[EXERCISE DESCRIPTION]:
Write out the complete data exactly as written.

Data items
....................

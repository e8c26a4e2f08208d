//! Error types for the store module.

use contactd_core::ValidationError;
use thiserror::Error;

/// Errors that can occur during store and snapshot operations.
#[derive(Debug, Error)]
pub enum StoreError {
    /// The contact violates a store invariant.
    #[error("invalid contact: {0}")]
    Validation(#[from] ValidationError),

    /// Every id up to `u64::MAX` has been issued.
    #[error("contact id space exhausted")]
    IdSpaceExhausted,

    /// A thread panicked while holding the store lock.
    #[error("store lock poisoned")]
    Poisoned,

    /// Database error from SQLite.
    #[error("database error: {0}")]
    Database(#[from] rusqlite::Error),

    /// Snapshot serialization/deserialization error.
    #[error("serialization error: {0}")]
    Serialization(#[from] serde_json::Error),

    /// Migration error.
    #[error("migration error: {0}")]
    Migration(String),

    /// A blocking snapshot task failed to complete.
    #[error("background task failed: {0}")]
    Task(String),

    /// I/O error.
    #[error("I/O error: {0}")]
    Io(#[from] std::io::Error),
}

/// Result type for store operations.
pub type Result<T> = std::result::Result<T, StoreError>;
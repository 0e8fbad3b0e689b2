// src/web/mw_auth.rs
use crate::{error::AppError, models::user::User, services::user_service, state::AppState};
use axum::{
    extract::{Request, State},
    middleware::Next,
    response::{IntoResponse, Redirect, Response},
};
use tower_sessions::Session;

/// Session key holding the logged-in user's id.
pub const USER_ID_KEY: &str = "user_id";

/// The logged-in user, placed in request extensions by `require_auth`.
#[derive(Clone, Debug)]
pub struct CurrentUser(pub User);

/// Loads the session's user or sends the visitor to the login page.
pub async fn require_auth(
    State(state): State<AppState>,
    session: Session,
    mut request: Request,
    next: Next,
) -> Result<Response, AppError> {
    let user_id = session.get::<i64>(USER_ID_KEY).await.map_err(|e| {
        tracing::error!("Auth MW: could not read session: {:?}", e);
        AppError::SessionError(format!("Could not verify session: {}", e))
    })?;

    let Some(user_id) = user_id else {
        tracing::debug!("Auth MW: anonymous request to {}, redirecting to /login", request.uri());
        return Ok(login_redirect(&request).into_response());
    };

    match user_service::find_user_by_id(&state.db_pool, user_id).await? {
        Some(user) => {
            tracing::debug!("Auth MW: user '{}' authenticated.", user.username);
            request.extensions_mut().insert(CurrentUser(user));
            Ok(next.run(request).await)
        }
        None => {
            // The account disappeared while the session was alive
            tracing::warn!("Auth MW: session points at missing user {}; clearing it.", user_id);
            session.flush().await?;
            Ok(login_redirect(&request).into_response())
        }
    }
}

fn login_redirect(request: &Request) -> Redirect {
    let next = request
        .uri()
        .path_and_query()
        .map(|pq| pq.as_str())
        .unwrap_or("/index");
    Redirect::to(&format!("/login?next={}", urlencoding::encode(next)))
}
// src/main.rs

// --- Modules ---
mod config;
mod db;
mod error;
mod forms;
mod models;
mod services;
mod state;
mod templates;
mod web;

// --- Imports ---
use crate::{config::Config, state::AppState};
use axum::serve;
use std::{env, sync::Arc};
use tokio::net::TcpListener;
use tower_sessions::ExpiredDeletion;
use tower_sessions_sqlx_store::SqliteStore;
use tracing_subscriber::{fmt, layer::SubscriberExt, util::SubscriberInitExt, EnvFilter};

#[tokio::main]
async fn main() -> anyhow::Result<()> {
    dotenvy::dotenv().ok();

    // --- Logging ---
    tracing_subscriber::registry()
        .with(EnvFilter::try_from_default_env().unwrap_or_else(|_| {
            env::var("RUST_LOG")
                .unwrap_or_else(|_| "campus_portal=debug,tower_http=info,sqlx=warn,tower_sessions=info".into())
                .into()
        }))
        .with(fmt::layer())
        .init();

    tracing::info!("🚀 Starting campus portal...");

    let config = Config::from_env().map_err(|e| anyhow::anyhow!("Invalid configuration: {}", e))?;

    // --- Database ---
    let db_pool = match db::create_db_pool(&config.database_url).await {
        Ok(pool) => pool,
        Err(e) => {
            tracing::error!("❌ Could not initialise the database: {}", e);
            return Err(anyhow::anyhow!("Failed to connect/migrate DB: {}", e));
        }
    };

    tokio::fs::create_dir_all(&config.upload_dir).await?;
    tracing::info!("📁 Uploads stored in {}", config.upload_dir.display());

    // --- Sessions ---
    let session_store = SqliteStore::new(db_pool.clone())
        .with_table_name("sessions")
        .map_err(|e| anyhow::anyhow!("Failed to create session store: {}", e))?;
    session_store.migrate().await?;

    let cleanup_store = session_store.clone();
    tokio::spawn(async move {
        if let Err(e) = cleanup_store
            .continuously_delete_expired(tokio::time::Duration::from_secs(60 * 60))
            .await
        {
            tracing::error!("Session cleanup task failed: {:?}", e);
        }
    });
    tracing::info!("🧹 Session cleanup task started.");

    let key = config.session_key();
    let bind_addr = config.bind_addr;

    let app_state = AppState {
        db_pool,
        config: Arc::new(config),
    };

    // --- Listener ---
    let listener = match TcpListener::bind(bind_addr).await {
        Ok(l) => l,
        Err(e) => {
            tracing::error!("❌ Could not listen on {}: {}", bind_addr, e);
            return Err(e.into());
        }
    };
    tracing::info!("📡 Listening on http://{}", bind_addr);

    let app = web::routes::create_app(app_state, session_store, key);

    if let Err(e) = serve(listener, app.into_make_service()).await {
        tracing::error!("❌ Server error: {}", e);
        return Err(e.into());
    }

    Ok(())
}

....................

[WRITTEN RESPONSE]:
repository e8c26a4e2f08208d
//! Error types for the store module.

use contactd_core::ValidationError;
use thiserror::Error;

/// Errors that can occur during store and snapshot operations.
#[derive(Debug, Error)]
pub enum StoreError {
    /// The contact violates a store invariant.
    #[error("invalid contact: {0}")]
    Validation(#[from] ValidationError),

    /// Every id up to `u64::MAX` has been issued.
    #[error("contact id space exhausted")]
    IdSpaceExhausted,

    /// A thread panicked while holding the store lock.
    #[error("store lock poisoned")]
    Poisoned,

    /// Database error from SQLite.
    #[error("database error: {0}")]
    Database(#[from] rusqlite::Error),

    /// Snapshot serialization/deserialization error.
    #[error("serialization error: {0}")]
    Serialization(#[from] serde_json::Error),

    /// Migration error.
    #[error("migration error: {0}")]
    Migration(String),

    /// A blocking snapshot task failed to complete.
    #[error("background task failed: {0}")]
    Task(String),

    /// I/O error.
    #[error("I/O error: {0}")]
    Io(#[from] std::io::Error),
}

/// Result type for store operations.
pub type Result<T> = std::result::Result<T, StoreError>;
repository 0e8fbad3b0e689b2
// src/web/mw_auth.rs
use crate::{error::AppError, models::user::User, services::user_service, state::AppState};
use axum::{
    extract::{Request, State},
    middleware::Next,
    response::{IntoResponse, Redirect, Response},
};
use tower_sessions::Session;

/// Session key holding the logged-in user's id.
pub const USER_ID_KEY: &str = "user_id";

/// The logged-in user, placed in request extensions by `require_auth`.
#[derive(Clone, Debug)]
pub struct CurrentUser(pub User);

/// Loads the session's user or sends the visitor to the login page.
pub async fn require_auth(
    State(state): State<AppState>,
    session: Session,
    mut request: Request,
    next: Next,
) -> Result<Response, AppError> {
    let user_id = session.get::<i64>(USER_ID_KEY).await.map_err(|e| {
        tracing::error!("Auth MW: could not read session: {:?}", e);
        AppError::SessionError(format!("Could not verify session: {}", e))
    })?;

    let Some(user_id) = user_id else {
        tracing::debug!("Auth MW: anonymous request to {}, redirecting to /login", request.uri());
        return Ok(login_redirect(&request).into_response());
    };

    match user_service::find_user_by_id(&state.db_pool, user_id).await? {
        Some(user) => {
            tracing::debug!("Auth MW: user '{}' authenticated.", user.username);
            request.extensions_mut().insert(CurrentUser(user));
            Ok(next.run(request).await)
        }
        None => {
            // The account disappeared while the session was alive
            tracing::warn!("Auth MW: session points at missing user {}; clearing it.", user_id);
            session.flush().await?;
            Ok(login_redirect(&request).into_response())
        }
    }
}

fn login_redirect(request: &Request) -> Redirect {
    let next = request
        .uri()
        .path_and_query()
        .map(|pq| pq.as_str())
        .unwrap_or("/index");
    Redirect::to(&format!("/login?next={}", urlencoding::encode(next)))
}
// src/main.rs

// --- Modules ---
mod config;
mod db;
mod error;
mod forms;
mod models;
mod services;
mod state;
mod templates;
mod web;

// --- Imports ---
use crate::{config::Config, state::AppState};
use axum::serve;
use std::{env, sync::Arc};
use tokio::net::TcpListener;
use tower_sessions::ExpiredDeletion;
use tower_sessions_sqlx_store::SqliteStore;
use tracing_subscriber::{fmt, layer::SubscriberExt, util::SubscriberInitExt, EnvFilter};

#[tokio::main]
async fn main() -> anyhow::Result<()> {
    dotenvy::dotenv().ok();

    // --- Logging ---
    tracing_subscriber::registry()
        .with(EnvFilter::try_from_default_env().unwrap_or_else(|_| {
            env::var("RUST_LOG")
                .unwrap_or_else(|_| "campus_portal=debug,tower_http=info,sqlx=warn,tower_sessions=info".into())
                .into()
        }))
        .with(fmt::layer())
        .init();

    tracing::info!("🚀 Starting campus portal...");

    let config = Config::from_env().map_err(|e| anyhow::anyhow!("Invalid configuration: {}", e))?;

    // --- Database ---
    let db_pool = match db::create_db_pool(&config.database_url).await {
        Ok(pool) => pool,
        Err(e) => {
            tracing::error!("❌ Could not initialise the database: {}", e);
            return Err(anyhow::anyhow!("Failed to connect/migrate DB: {}", e));
        }
    };

    tokio::fs::create_dir_all(&config.upload_dir).await?;
    tracing::info!("📁 Uploads stored in {}", config.upload_dir.display());

    // --- Sessions ---
    let session_store = SqliteStore::new(db_pool.clone())
        .with_table_name("sessions")
        .map_err(|e| anyhow::anyhow!("Failed to create session store: {}", e))?;
    session_store.migrate().await?;

    let cleanup_store = session_store.clone();
    tokio::spawn(async move {
        if let Err(e) = cleanup_store
            .continuously_delete_expired(tokio::time::Duration::from_secs(60 * 60))
            .await
        {
            tracing::error!("Session cleanup task failed: {:?}", e);
        }
    });
    tracing::info!("🧹 Session cleanup task started.");

    let key = config.session_key();
    let bind_addr = config.bind_addr;

    let app_state = AppState {
        db_pool,
        config: Arc::new(config),
    };

    // --- Listener ---
    let listener = match TcpListener::bind(bind_addr).await {
        Ok(l) => l,
        Err(e) => {
            tracing::error!("❌ Could not listen on {}: {}", bind_addr, e);
            return Err(e.into());
        }
    };
    tracing::info!("📡 Listening on http://{}", bind_addr);

    let app = web::routes::create_app(app_state, session_store, key);

    if let Err(e) = serve(listener, app.into_make_service()).await {
        tracing::error!("❌ Server error: {}", e);
        return Err(e.into());
    }

    Ok(())
}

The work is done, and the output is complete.